24. In addition to the CAPITAL STACK Stated Interest, the Debtor was also

required to pay origination and funding fees of $1,156.00 to CAPITAL STACK. Although

identified as fees, the CAPITAL STACK fee is, in substance, additional interest under the

CAPITAL STACK Loan (the “CAPITAL STACK Interest”).

25. Debtor made the contractually required payments on the CAPITAL STACK

Loan No. 2 from March 2, 2017 through June 12, 2017 totaling $31,110.80.

26. The total cash provided to the Debtor from the two predatory loans is

$77,678.00. The total payments made toward principal and interest on the predatory

loans is $87,999.76. CAPITAL STACK filed Proof of Claim No. 1 in Debtor’s bankruptcy

case asserting a secured claim in the amount of $23,555.88 as of the date of filing.
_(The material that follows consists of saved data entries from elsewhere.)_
//! Multi-address resolution and connect failover. We lean on
//! `tokio::net::lookup_host` for the resolver itself (a general-purpose
//! resolver is explicitly out of scope) and only own the "try every
//! returned address in order" policy on top of it.

use std::net::SocketAddr;

use tokio::net::TcpStream;

use crate::error::TransportError;

/// Resolve `host:port` to every address the system resolver returns.
pub async fn resolve(host: &str, port: u16) -> Result<Vec<SocketAddr>, TransportError> {
    tokio::net::lookup_host((host, port))
        .await
        .map(Iterator::collect)
        .map_err(|source| TransportError::Resolve {
            host: host.to_owned(),
            source,
        })
}

/// Connect to the first address that accepts, trying the rest in order
/// on failure (`pbpal_multiple_addresses` in the origin SDK).
pub async fn connect_with_failover(host: &str, port: u16) -> Result<TcpStream, TransportError> {
    let addrs = resolve(host, port).await?;
    for addr in &addrs {
        match TcpStream::connect(addr).await {
            Ok(stream) => return Ok(stream),
            Err(err) => {
                tracing::debug!(%addr, error = %err, "connect attempt failed, trying next address");
            }
        }
    }
    Err(TransportError::ConnectExhausted {
        host: host.to_owned(),
    })
}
27. Therefore, from the 102-day (3 months, 10 days) period between March 2,

2017 through June 12, 2017; according to the CAPITAL STACK POC, Debtor repaid the

entire $77,678.00 borrowed from CAPITAL STACK, paid $10,321.76 in interest, and still

owes CAPITAL STACK $23,555.88. The effective APR charged in the two usurious loan

transactions is well in excess of 200%.

28. Despite the fact that Debtor sells all its merchandise for cash (cash, check

or third-party credit card,) and does not generate accounts receivable in the ordinary

course of business; and, although marketed to and accounted for by the Debtor as a

loan, the CAPITAL STACK Defendants, to avoid state usury laws and regulations,

papered the transaction as a factoring contract in which there was purportedly a

“purchase and sale” of a “specified percentage” of the Debtor’s future accounts, contract

rights and other obligations arising from the payment of monies from the Debtor’s

customers (“Future Receivables”).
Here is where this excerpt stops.